Cracking the Clery Report

Liquor-related arrests and disciplinary referrals remained among the highest crime numbers in 2012

Design Editor

In 1986, a 19-year-old named Jeanne Clery was raped and murdered in her campus housing hall at Lehigh University.

This crime shocked many, leading to more awareness and concern about crimes on college campuses. After outcry over a lack of disclosure among many schools across the country, the Clery Act was passed. This law requires that all

colleges and universities that receive financial aid to keep and disclose information about crime on and near their respective campuses.

IU South Bend annually posts this information on October 1. The 2013 Annual Security Report for Indiana University South Bend includes data for the past three years. The Preface has compiled the results here.


No murders have been reported on any of the IUSB campuses in the past three years.

Sex offenses:

This is divided into two categories by the 2013 Security Report, forcible and non-forcible. Forcible sexual offenses include sexual arts committed forcibly or against a person’s will or when a victim is incapable of giving consent. Nonforcible sex offenses include incest or statutory rape.

No non-forcible sex offenses were reported in the past three years. There was one off-campus forcible sex offense in 2011. This is down from two in both 2011 and 2010.


There was only one robbery in 2012, as compared to none in 2011 and three in 2010.

There were nine total burglaries in 2012. Four were on-campus, four were in student housing, and one off campus. This is down from 12 total burglaries in 2011. There were only four burglaries in 2010.

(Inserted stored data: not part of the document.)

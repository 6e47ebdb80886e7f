//! The self-healer / quality gate (§4.10): two independent checks the pulse
//! runs around the edges of the happy path. The diagnostic-subtask synthesizer
//! reacts to a `blocked`/`failed` task by spawning a narrow investigation
//! child rather than leaving a human to read the log; the quality gate reacts
//! to a `complete` task by catching the "technically finished, actually did
//! nothing" case before it ever reaches PR review.
//!
//! Grounded on [`foreman_store::Store::escalate_and_requeue`] and
//! [`foreman_store::Store::active_diagnostic_of`] for the state side, and on
//! [`foreman_git::has_non_trivial_changes`] plus [`crate::log_summary::LogSummary`]
//! for the evidence side.

use std::path::Path;
use std::time::Duration;

use foreman_process::run_with_timeout;
use foreman_types::{ModelTier, Task};

use crate::supervisor::Supervisor;

/// Reasons a blocked/failed task is exempt from diagnostic synthesis: the
/// cause is already self-explanatory, so a diagnostic child would just
/// restate it.
const DIAGNOSTIC_EXCLUDED_REASONS: &[&str] =
    &["auth_error", "out_of_memory", "merge_conflict", "max_retries_exceeded"];

/// How many of the parent's tail log lines to fold into the diagnostic
/// child's description.
const DIAGNOSTIC_LOG_TAIL: usize = 100;

/// Whether `task` (just transitioned to `blocked` or `failed` for `reason`)
/// qualifies for a diagnostic child. A diagnostic task never spawns another
/// diagnostic task, and an already-excluded reason needs no investigation.
pub fn should_synthesize_diagnostic(task: &Task, reason: &str) -> bool {
    !task.is_diagnostic() && !DIAGNOSTIC_EXCLUDED_REASONS.contains(&reason)
}

/// Build (but do not insert) the diagnostic child task for `parent`. The
/// description embeds the parent's id, the failure reason, and its last
/// [`DIAGNOSTIC_LOG_TAIL`] log lines flattened to one line each so the
/// diagnostic worker gets the same evidence a human would scroll to first.
pub fn build_diagnostic_task(parent: &Task, reason: &str, tail_lines: &[String]) -> Task {
    let id = format!("{}-diag-1", parent.id);
    let start = tail_lines.len().saturating_sub(DIAGNOSTIC_LOG_TAIL);
    let flattened: Vec<String> = tail_lines[start..]
        .iter()
        .map(|l| l.replace(['\n', '\r'], " "))
        .collect();
    let description = format!(
        "Investigate why {} {reason}. Do not attempt the original change; find the root cause \
         and report it. Last log lines:\n{}",
        parent.id,
        flattened.join("\n"),
    );
    let mut diag = Task::new(id, parent.repo_root.clone(), description);
    diag.model = parent.model.clone();
    diag.diagnostic_of = Some(parent.id.clone());
    diag.max_retries = parent.max_retries;
    diag
}

/// Synthesize and persist a diagnostic child for `parent`, unless one is
/// already active or `parent` is exempt. Returns the inserted task, if any.
pub fn maybe_synthesize_diagnostic(
    sup: &Supervisor,
    parent: &Task,
    reason: &str,
    tail_lines: &[String],
) -> anyhow::Result<Option<Task>> {
    if !should_synthesize_diagnostic(parent, reason) {
        return Ok(None);
    }
    if sup.store.active_diagnostic_of(&parent.id)?.is_some() {
        return Ok(None);
    }

    let diag = build_diagnostic_task(parent, reason, tail_lines);
    sup.store.insert_task(&diag)?;
    sup.store.record_proof(
        &parent.id,
        foreman_types::ProofEvent::SelfHeal,
        "self_heal",
        "diagnostic_synthesized",
        &format!("spawned {}", diag.id),
        "self_heal",
        None,
        None,
    )?;
    Ok(Some(diag))
}

/// Once a diagnostic child reaches a terminal state, reset its still-blocked
/// parent to `queued` so the next pulse retries the original work armed with
/// whatever the diagnostic worker reported.
pub fn reconcile_diagnostic_completion(sup: &Supervisor, diagnostic: &Task) -> anyhow::Result<bool> {
    let Some(parent_id) = &diagnostic.diagnostic_of else {
        return Ok(false);
    };
    if !diagnostic.status.is_terminal() {
        return Ok(false);
    }
    let parent = sup.store.require_task(parent_id)?;
    if parent.status != foreman_types::TaskStatus::Blocked {
        return Ok(false);
    }
    sup.store.transition(
        &parent.id,
        foreman_types::TaskStatus::Queued,
        Some("diagnostic_complete"),
        Default::default(),
    )?;
    Ok(true)
}

/// Verdict of the quality gate run against a just-`complete` task.
#[derive(Debug, Clone, PartialEq, Eq)]
pub enum QualityGateVerdict {
    Pass,
    Reject { reason: String },
}

const TRIVIAL_LOG_SIZE_BYTES: u64 = 2048;
const ERROR_DENSITY_PATTERNS: &[&str] = &["error", "exception", "panic", "traceback"];
const ERROR_DENSITY_THRESHOLD: f64 = 0.5;

/// Evaluate the non-shell checks: trivial log with no PR, an empty diff, and
/// a tail that's mostly error chatter despite a clean exit. Shell syntax is
/// checked separately in [`check_shell_syntax`] since it needs process I/O.
pub fn quality_gate_verdict(
    log_size_bytes: u64,
    has_pr_signal: bool,
    tail_lines: &[String],
    non_trivial_diff: bool,
) -> QualityGateVerdict {
    if log_size_bytes < TRIVIAL_LOG_SIZE_BYTES && !has_pr_signal {
        return QualityGateVerdict::Reject {
            reason: "trivial_log_no_pr_signal".to_string(),
        };
    }
    if !non_trivial_diff {
        return QualityGateVerdict::Reject {
            reason: "empty_diff_no_work".to_string(),
        };
    }
    let density = error_line_density(tail_lines);
    if density >= ERROR_DENSITY_THRESHOLD {
        return QualityGateVerdict::Reject {
            reason: "high_error_density_in_tail".to_string(),
        };
    }
    QualityGateVerdict::Pass
}

fn error_line_density(tail_lines: &[String]) -> f64 {
    if tail_lines.is_empty() {
        return 0.0;
    }
    let hits = tail_lines
        .iter()
        .filter(|l| {
            let lower = l.to_lowercase();
            ERROR_DENSITY_PATTERNS.iter().any(|p| lower.contains(p))
        })
        .count();
    hits as f64 / tail_lines.len() as f64
}

/// Run `bash -n` against every changed `.sh` file, returning the ones that
/// fail to parse. A syntax error here means the worker shipped a broken
/// script even though its process exited 0.
pub fn check_shell_syntax(repo_root: &Path, changed_files: &[String], timeout: Duration) -> Vec<String> {
    changed_files
        .iter()
        .filter(|f| f.ends_with(".sh"))
        .filter(|f| {
            !matches!(
                run_with_timeout("bash", &["-n", f], repo_root, Some(timeout)),
                Ok(out) if out.exit_code == 0 && !out.timed_out
            )
        })
        .cloned()
        .collect()
}

/// What the pulse should do once a `complete` task fails the quality gate:
/// escalate to the next model tier and requeue, or give up and block it
/// because the escalation ceiling is already reached.
pub enum QualityGateAction {
    Escalated { to_model: String },
    EscalationExhausted,
}

/// Apply a quality-gate rejection: escalate `task`'s model tier and requeue
/// via [`foreman_store::Store::escalate_and_requeue`], or report that the
/// escalation ceiling is reached so the caller can block the task instead.
pub fn apply_rejection(
    sup: &Supervisor,
    task: &Task,
    current_tier: ModelTier,
) -> anyhow::Result<QualityGateAction> {
    if task.escalation_depth >= task.max_escalation_depth {
        return Ok(QualityGateAction::EscalationExhausted);
    }
    let Some(next_tier) = current_tier.escalate() else {
        return Ok(QualityGateAction::EscalationExhausted);
    };
    let to_model = crate::model_resolver::tier_model(next_tier, &sup.config.model_resolver);
    sup.store.escalate_and_requeue(&task.id, &to_model)?;
    Ok(QualityGateAction::Escalated { to_model })
}

#[cfg(test)]
mod tests {
    use super::*;
    use std::path::PathBuf;

    fn task(id: &str) -> Task {
        Task::new(id, PathBuf::from("/repo"), "do the thing")
    }

    #[test]
    fn excludes_auth_and_oom_and_conflict_and_max_retries() {
        let t = task("t1");
        assert!(!should_synthesize_diagnostic(&t, "auth_error"));
        assert!(!should_synthesize_diagnostic(&t, "out_of_memory"));
        assert!(!should_synthesize_diagnostic(&t, "merge_conflict"));
        assert!(!should_synthesize_diagnostic(&t, "max_retries_exceeded"));
    }

    #[test]
    fn allows_other_reasons_on_non_diagnostic_task() {
        let t = task("t1");
        assert!(should_synthesize_diagnostic(&t, "unknown_tool_failure"));
    }

    #[test]
    fn diagnostic_task_never_spawns_another() {
        let mut t = task("t1-diag-1");
        t.diagnostic_of = Some("t1".to_string());
        assert!(!should_synthesize_diagnostic(&t, "unknown_tool_failure"));
    }

    #[test]
    fn build_diagnostic_task_embeds_parent_id_and_tail() {
        let parent = task("t42");
        let tail: Vec<String> = (0..150).map(|i| format!("line {i}")).collect();
        let diag = build_diagnostic_task(&parent, "unknown_tool_failure", &tail);
        assert_eq!(diag.id, "t42-diag-1");
        assert_eq!(diag.diagnostic_of, Some("t42".to_string()));
        assert!(diag.description.contains("t42"));
        assert!(diag.description.contains("line 149"));
        assert!(!diag.description.contains("line 49"));
    }

    #[test]
    fn build_diagnostic_task_strips_embedded_newlines_per_line() {
        let parent = task("t1");
        let tail = vec!["has\nembedded\nnewlines".to_string()];
        let diag = build_diagnostic_task(&parent, "unknown_tool_failure", &tail);
        assert!(diag.description.contains("has embedded newlines"));
    }

    #[test]
    fn quality_gate_rejects_trivial_log_without_pr() {
        let verdict = quality_gate_verdict(100, false, &[], true);
        assert_eq!(
            verdict,
            QualityGateVerdict::Reject { reason: "trivial_log_no_pr_signal".to_string() }
        );
    }

    #[test]
    fn quality_gate_allows_trivial_log_with_pr_signal() {
        let verdict = quality_gate_verdict(100, true, &[], true);
        assert_eq!(verdict, QualityGateVerdict::Pass);
    }

    #[test]
    fn quality_gate_rejects_empty_diff() {
        let verdict = quality_gate_verdict(10_000, true, &[], false);
        assert_eq!(
            verdict,
            QualityGateVerdict::Reject { reason: "empty_diff_no_work".to_string() }
        );
    }

    #[test]
    fn quality_gate_rejects_high_error_density() {
        let tail = vec![
            "error: could not compile".to_string(),
            "panic: out of bounds".to_string(),
            "ok line".to_string(),
        ];
        let verdict = quality_gate_verdict(10_000, true, &tail, true);
        assert_eq!(
            verdict,
            QualityGateVerdict::Reject { reason: "high_error_density_in_tail".to_string() }
        );
    }

    #[test]
    fn quality_gate_passes_clean_task() {
        let tail = vec!["compiling".to_string(), "tests passed".to_string()];
        let verdict = quality_gate_verdict(10_000, true, &tail, true);
        assert_eq!(verdict, QualityGateVerdict::Pass);
    }

    #[test]
    fn check_shell_syntax_ignores_non_shell_files() {
        let td = tempfile::tempdir().unwrap();
        let bad = check_shell_syntax(td.path(), &["src/lib.rs".to_string()], Duration::from_secs(5));
        assert!(bad.is_empty());
    }

    #[test]
    fn check_shell_syntax_flags_broken_script() {
        let td = tempfile::tempdir().unwrap();
        std::fs::write(td.path().join("broken.sh"), "if [ true\n").unwrap();
        let bad = check_shell_syntax(td.path(), &["broken.sh".to_string()], Duration::from_secs(5));
        assert_eq!(bad, vec!["broken.sh".to_string()]);
    }

    #[test]
    fn check_shell_syntax_passes_valid_script() {
        let td = tempfile::tempdir().unwrap();
        std::fs::write(td.path().join("ok.sh"), "#!/bin/bash\necho hi\n").unwrap();
        let bad = check_shell_syntax(td.path(), &["ok.sh".to_string()], Duration::from_secs(5));
        assert!(bad.is_empty());
    }
}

There has been one motor vehicle theft each year since 2010.

One case of arson was reported for the first time on campus in 2012.


There were no aggravated assaults on campus in 2012. IUSB has not had aggravated assaults reported on campus since 2010. The 2013 Annual Security Report defines Assault as “an unlawful attack by one person upon another for the purpose of inflicting severe or aggravated bodily injury. This type of assault usually is accompanied by the use of a weapon or by means likely to produce death or great bodily harm.”


There were 58 arrests made at IUSB in 2012. The majority of the arrests came from liquor law violations; 30 on campus and 28 in campus. This is a slight increase from 53 arrests in 2011, and a jump from 2010, which only saw 11 arrests.

Liquor law violations are defined by the 2013 Security Report as “the violation of state or local laws or ordinances prohibiting the manufacture, sale, purchase, transportation, possession, or use of alcoholic beverages, not including driving under the influence and drunkenness.” Disciplinary referrals were more common than arrests across the board.

Disciplinary referrals are defined by the 2013 Security report as the “referral of any person to any campus official who initiates a disciplinary action of which a record is kept and which may result in the imposition of a sanction.”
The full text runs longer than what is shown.